Table 2 Influence of seed sources on seed characters


Figure 2 Influence of seed sources on 100 seed weight (g)

The germination of seeds ranged from
33 to 95 per cent and among the sources (Table 2). Pariyaram recorded the maximum germination (95%), it was closely followed the Kannur recording 87% germination while the minimum germination (33%) was observed with Coimbatore. Heydecker (1972) opined that germi- nation is the basic requirement of seed and it is highly influenced by environmental condition prevailing during maturation and also by edaphic conditions prevailed at the site of production. He also stressed that seeds are remembered by its place of birth on expression of germination. The variation observed in the present study also might be due to the above reasons where the germinability varies with place of production that was decided by the environmental conditions of production place, the seed source. Bagchi and Kulkarni (1985) also identified the variation in viability of seed as an interactive effect of genotype and ecological factor in sandal. Similar variation was also reported by Parameswari, (1999) in Tamarind among the different agro-climatic sources of Tamilnadu.
Selection of seed source
Selection of seed source for collection of seed for plantation purpose depends on the performance of the seeds of a particular seed sources on all traits of selection based on seed and seed germination character. Even the resultant product is the seed and its quality components the visual selection based on the reproductive organ will be of much useful. The pod, seed and seed germination character evaluated at different seed sources in the present study summarized the order of preference based on the better performance as Table 3.

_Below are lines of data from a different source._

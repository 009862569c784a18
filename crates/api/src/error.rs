use axum::http::StatusCode;
use axum::response::{IntoResponse, Response};
use hackdesk_core::error::CoreError;
use hackdesk_db::LedgerError;
use serde_json::json;

/// Application-level error type for HTTP handlers.
///
/// Wraps [`CoreError`] for domain errors and [`LedgerError`] for the
/// balance-guarded ledger path, and adds HTTP-specific variants.
/// Implements [`IntoResponse`] to produce consistent JSON error responses.
#[derive(Debug, thiserror::Error)]
pub enum AppError {
    /// A domain-level error from `hackdesk_core`.
    #[error(transparent)]
    Core(#[from] CoreError),

    /// A business failure from the transaction ledger.
    #[error(transparent)]
    Ledger(#[from] LedgerError),

    /// A database error from sqlx.
    #[error("Database error: {0}")]
    Database(#[from] sqlx::Error),

    /// A bad request with a human-readable message.
    #[error("Bad request: {0}")]
    BadRequest(String),
}

/// Convenience type alias for handler return values.
pub type AppResult<T> = Result<T, AppError>;

impl IntoResponse for AppError {
    fn into_response(self) -> Response {
        let (status, code, message) = match &self {
            // --- CoreError variants ---
            AppError::Core(core) => match core {
                CoreError::NotFound { .. } => {
                    (StatusCode::NOT_FOUND, "NOT_FOUND", core.to_string())
                }
                CoreError::Validation(msg) => {
                    (StatusCode::BAD_REQUEST, "VALIDATION_ERROR", msg.clone())
                }
                CoreError::Conflict(msg) => (StatusCode::CONFLICT, "CONFLICT", msg.clone()),
                CoreError::Internal(msg) => {
                    tracing::error!(error = %msg, "Internal core error");
                    (
                        StatusCode::INTERNAL_SERVER_ERROR,
                        "INTERNAL_ERROR",
                        "An internal error occurred".to_string(),
                    )
                }
            },

            // --- LedgerError variants ---
            AppError::Ledger(ledger) => match ledger {
                LedgerError::InsufficientFunds { .. } => (
                    StatusCode::FORBIDDEN,
                    "INSUFFICIENT_FUNDS",
                    ledger.to_string(),
                ),
                LedgerError::NotFound { .. } => {
                    (StatusCode::NOT_FOUND, "NOT_FOUND", ledger.to_string())
                }
                LedgerError::Validation(msg) => {
                    (StatusCode::BAD_REQUEST, "VALIDATION_ERROR", msg.clone())
                }
                LedgerError::Database(err) => classify_sqlx_error(err),
            },

            // --- Database errors ---
            AppError::Database(err) => classify_sqlx_error(err),

            // --- HTTP-specific errors ---
            AppError::BadRequest(msg) => (StatusCode::BAD_REQUEST, "BAD_REQUEST", msg.clone()),
        };

        let body = json!({
            "error": message,
            "code": code,
        });

        (status, axum::Json(body)).into_response()
    }
}

/// Classify a sqlx error into an HTTP status, error code, and message.
///
/// - `RowNotFound` maps to 404.
/// - Unique constraint violations (constraint name starting with `uq_`) map to 409.
/// - Everything else maps to 500 with a sanitized message.
fn classify_sqlx_error(err: &sqlx::Error) -> (StatusCode, &'static str, String) {
    match err {
        sqlx::Error::RowNotFound => (
            StatusCode::NOT_FOUND,
            "NOT_FOUND",
            "Resource not found".to_string(),
        ),
        sqlx::Error::Database(db_err) => {
            // PostgreSQL unique constraint violation: error code 23505
            if db_err.code().as_deref() == Some("23505") {
                let constraint = db_err.constraint().unwrap_or("unknown");
                if constraint.starts_with("uq_") {
                    return (
                        StatusCode::CONFLICT,
                        "CONFLICT",
                        format!("Duplicate value violates unique constraint: {constraint}"),
                    );
                }
            }
            tracing::error!(error = %db_err, "Database error");
            (
                StatusCode::INTERNAL_SERVER_ERROR,
                "INTERNAL_ERROR",
                "An internal error occurred".to_string(),
            )
        }
        other => {
            tracing::error!(error = %other, "Database error");
            (
                StatusCode::INTERNAL_SERVER_ERROR,
                "INTERNAL_ERROR",
                "An internal error occurred".to_string(),
            )
        }
    }
}
use std::sync::Arc;

use crate::config::ServerConfig;

/// Shared application state available to all Axum handlers via `State<AppState>`.
///
/// This is cheaply cloneable (inner data is behind `Arc` or is already `Clone`).
#[derive(Clone)]
pub struct AppState {
    /// Database connection pool.
    pub pool: hackdesk_db::DbPool,
    /// Server configuration.
    pub config: Arc<ServerConfig>,
}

Table 3 Selection criteria for seed source identification based on seed and seedling quality characters

Materials and
Methods
The present study was conducted to evaluate the variation in pods and seeds characteristics of Caesalpinia sappan. Fresh pods of Caesalpinia sappan collected from 15 different sources / locations of Tamilnadu and Kerala and the collection was made from February 2007 to May 2007. The study were conducted at the Forest College and Research Institute, Mettupalayam (11o19’N; 76o56’E; 300 MSL).Some of the characteristic features of the experimental sites are described in Table 4.

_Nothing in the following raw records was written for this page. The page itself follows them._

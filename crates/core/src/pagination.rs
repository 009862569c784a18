//! Pagination primitives shared by the catalog and ledger list endpoints.
//!
//! Both listings use keyset (cursor) pagination: the cursor is the key of
//! the last-seen row and the next page starts strictly after it. Offsets
//! are never exposed.

use crate::error::CoreError;

/// Default page size when the caller does not specify one.
pub const DEFAULT_PAGE_LIMIT: i64 = 50;

/// Hard cap on page size.
pub const MAX_PAGE_LIMIT: i64 = 1000;

/// Clamp an optional limit into `[1, max]`, falling back to `default`.
pub fn clamp_limit(limit: Option<i64>, default: i64, max: i64) -> i64 {
    limit.unwrap_or(default).clamp(1, max)
}

/// Sort direction for list endpoints. Defaults to descending.
#[derive(Debug, Clone, Copy, PartialEq, Eq, Default)]
pub enum SortOrder {
    Asc,
    #[default]
    Desc,
}

impl SortOrder {
    /// SQL keyword for this direction.
    pub fn as_sql(self) -> &'static str {
        match self {
            Self::Asc => "ASC",
            Self::Desc => "DESC",
        }
    }

    /// Parse a `sort` query parameter. Absent means [`SortOrder::Desc`].
    pub fn from_param(param: Option<&str>) -> Result<Self, CoreError> {
        match param {
            None => Ok(Self::Desc),
            Some("asc") => Ok(Self::Asc),
            Some("desc") => Ok(Self::Desc),
            Some(other) => Err(CoreError::Validation(format!(
                "sort must be 'asc' or 'desc', got '{other}'"
            ))),
        }
    }
}

/// Cursor into the redeemable catalog: the composite key of the last-seen
/// row. Both halves must be present for the cursor to take effect; a
/// partially specified cursor behaves as no cursor at all.
#[derive(Debug, Clone, PartialEq, Eq)]
pub struct RedeemableCursor {
    pub competition_code: String,
    pub name: String,
}

impl RedeemableCursor {
    /// Assemble a cursor from the two optional query parameters.
    pub fn from_parts(
        competition_code: Option<String>,
        name: Option<String>,
    ) -> Option<Self> {
        match (competition_code, name) {
            (Some(competition_code), Some(name)) => Some(Self {
                competition_code,
                name,
            }),
            _ => None,
        }
    }
}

Table 4 Some of the characteristic features of the experimental sites

Pod characters:
Pod length (cm), pod breadth (cm), fresh weight ofpod-1 (g), number of seeds pod-1, and pod to seed percentage.
Seed characters:
Seed length (cm), seed breadth (cm), hundred seed weight (g), and germination (%).
Statistical Analysis:
The variations of pod and seed characters were analyzed by method described by Panse and Sukhatme (1978) and Chandel (1984). The values recorded in percentage were transformed into angular values prior to analysis wherever necessary. The critical difference (CD) was worked out at 5 per cent (P=0.05) level and wherever ‘F’ values as non significant it is denoted by ‘NS’.